One of the reasons I don't watch CSI.
wolfette: me with camera (Default)

[personal profile] wolfette 2007-01-13 06:30 pm (UTC)(link)
Wimp! :-)

[identity profile] jfargo.livejournal.com 2007-01-13 06:44 pm (UTC)(link)
That sounds delicious! Granted, I've never eaten heart that I know of, but I'm always willing to try new things.

Thanks for the recipe!
curmudgn: (chef)

[personal profile] curmudgn 2007-01-13 10:25 pm (UTC)(link)
Well, now ya got me intrigued. I can easily get beef heart at the HEB (regional supermarket chain in central Texas), as they've enough Latino population of all sorts to keep variety meats stocked. (If I wanted, I could buy a whole hog's head at Christmas to boil down for tamales; not that I do, but I could.) I've looked at the hearts time and again in the case, and wondered what you could actually do with 'em. Now I just might have a reason to buy one and find out.

Sam

[identity profile] frostfox.livejournal.com 2007-01-13 10:36 pm (UTC)(link)
Mm, sounds good.
We have a very good, very old fashioned butcher in Northwich, I'm sure they would get me a heart if I asked them.
They do splendid venison when I can't be bothered driving to Dunham Park for some.

The only offal I don't like is kidney, and thats the flavour, not what it is.

I've never had tripe, the people I know who don't like it cite it's texture as what they dislike about it. I can be picky about texture too, don't like things in aspic or jelly such as jellied eels (smoked eel however, can be sublime, you have to keep me away from or I'll scoff the lot).

FF
kayshapero: (Default)

[personal profile] kayshapero 2007-01-14 12:48 am (UTC)(link)
Hmmm... sounds like something I could fix in the six quart electronic crockpot I lucked into on sale awhile back.
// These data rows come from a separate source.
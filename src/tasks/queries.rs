//! Query methods for Snapshot
//!
//! Lookups the propagation walk needs: projects in order, the sections of a
//! project (with the implicit "no section" slot first) and the tasks of a
//! section.

use super::model::{Project, Section, Snapshot, Task};

impl Snapshot {
    /// Projects in display order
    pub fn ordered_projects(&self) -> Vec<&Project> {
        let mut projects: Vec<&Project> = self.projects.iter().collect();
        projects.sort_by_key(|p| p.order);
        projects
    }

    /// Sections of a project in display order, preceded by `None`
    ///
    /// The leading `None` stands for the tasks that are not in any section.
    /// It is always present, even when every task has a section.
    ///
    /// # Arguments
    /// * `project_id` - The project whose sections to list
    pub fn sections_of(&self, project_id: &str) -> Vec<Option<&Section>> {
        let mut sections: Vec<&Section> = self
            .sections
            .iter()
            .filter(|s| s.project_id == project_id)
            .collect();
        sections.sort_by_key(|s| s.order);

        std::iter::once(None)
            .chain(sections.into_iter().map(Some))
            .collect()
    }

    /// All tasks of a project, regardless of section
    pub fn tasks_in_project(&self, project_id: &str) -> Vec<&Task> {
        self.tasks
            .iter()
            .filter(|t| t.project_id == project_id)
            .collect()
    }

    /// Tasks of one section of a project
    ///
    /// # Arguments
    /// * `project_id` - Owning project
    /// * `section_id` - Section, or `None` for tasks outside any section
    pub fn tasks_in_section(&self, project_id: &str, section_id: Option<&str>) -> Vec<&Task> {
        self.tasks
            .iter()
            .filter(|t| t.project_id == project_id && t.section_id.as_deref() == section_id)
            .collect()
    }

    /// Find a task by its ID
    pub fn find_task(&self, id: &str) -> Option<&Task> {
        self.tasks.iter().find(|t| t.id == id)
    }

    /// Find a task by its ID and return a mutable reference
    pub fn find_task_mut(&mut self, id: &str) -> Option<&mut Task> {
        self.tasks.iter_mut().find(|t| t.id == id)
    }
}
I mostly use it to fix soup - run it all day and not only do I get great broth, but it never gets hot enough to ruin the flavor of the meat itself.
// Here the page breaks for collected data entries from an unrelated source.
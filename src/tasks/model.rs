use chrono::{Local, NaiveDate, NaiveDateTime};
use serde::{Deserialize, Serialize};

/// Get the current wall-clock time in local timezone
pub fn local_now() -> NaiveDateTime {
    Local::now().naive_local()
}

/// A project (top-level container of sections and tasks)
#[derive(Debug, Clone, PartialEq, Eq, Serialize, Deserialize)]
pub struct Project {
    /// Remote identifier
    pub id: String,
    /// Display name, possibly ending in disposition markers
    pub name: String,
    /// Whether this is the service's reserved inbox project
    #[serde(default)]
    pub is_inbox: bool,
    /// Position among sibling projects
    #[serde(default)]
    pub order: i64,
}

/// A section inside a project
#[derive(Debug, Clone, PartialEq, Eq, Serialize, Deserialize)]
pub struct Section {
    pub id: String,
    pub name: String,
    /// Owning project
    pub project_id: String,
    /// Position inside the project
    #[serde(default)]
    pub order: i64,
}

/// Due information attached to a task
#[derive(Debug, Clone, PartialEq, Eq, Serialize, Deserialize)]
pub struct Due {
    /// Calendar date the task is due
    pub date: NaiveDate,
    /// Exact due time, when the task has one
    #[serde(default, skip_serializing_if = "Option::is_none")]
    pub datetime: Option<NaiveDateTime>,
    /// Whether the due date recurs
    #[serde(default)]
    pub is_recurring: bool,
    /// Human readable recurrence, e.g. "every day"
    #[serde(default, skip_serializing_if = "Option::is_none")]
    pub string: Option<String>,
}

impl Due {
    /// Due date without a time component
    pub fn on(date: NaiveDate) -> Self {
        Self {
            date,
            datetime: None,
            is_recurring: false,
            string: None,
        }
    }

    /// The moment the task becomes due: the exact time if known, else midnight
    pub fn moment(&self) -> NaiveDateTime {
        self.datetime
            .unwrap_or_else(|| self.date.and_time(chrono::NaiveTime::MIN))
    }
}

/// A task. Tasks with a `parent_id` form a forest inside one section.
#[derive(Debug, Clone, PartialEq, Eq, Serialize, Deserialize)]
pub struct Task {
    pub id: String,
    /// Task text, possibly carrying header glyphs, markers and start directives
    pub content: String,
    pub project_id: String,
    /// Section, or `None` for tasks outside any section
    #[serde(default)]
    pub section_id: Option<String>,
    /// Parent task, or `None` for a root task
    #[serde(default)]
    pub parent_id: Option<String>,
    /// Position among siblings
    #[serde(default)]
    pub order: i64,
    #[serde(default)]
    pub is_completed: bool,
    #[serde(default)]
    pub due: Option<Due>,
    #[serde(default)]
    pub labels: Vec<String>,
}

impl Task {
    /// Check whether the task carries `label`
    pub fn has_label(&self, label: &str) -> bool {
        self.labels.iter().any(|l| l == label)
    }
}

/// Everything fetched from the service in one cycle
#[derive(Debug, Clone, Default, PartialEq, Eq, Serialize, Deserialize)]
pub struct Snapshot {
    #[serde(default)]
    pub projects: Vec<Project>,
    #[serde(default)]
    pub sections: Vec<Section>,
    #[serde(default)]
    pub tasks: Vec<Task>,
}

impl Snapshot {
    /// Create a new empty snapshot
    pub fn new() -> Self {
        Self::default()
    }
}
Must see if the local butcher can score me a beef heart. (Hey, I've always liked chicken hearts - not only do they taste good, you can dissect them first and inspect the construction. :) )

[identity profile] kitsunehime-aki.livejournal.com 2007-01-14 01:49 am (UTC)(link)
After just dissecting a lamb's heart in Anatomy, I wouldn't think that I would be interested in this, but it sounds delicious (I'm a sucker for oxtail). Now, to convince the rest of my family...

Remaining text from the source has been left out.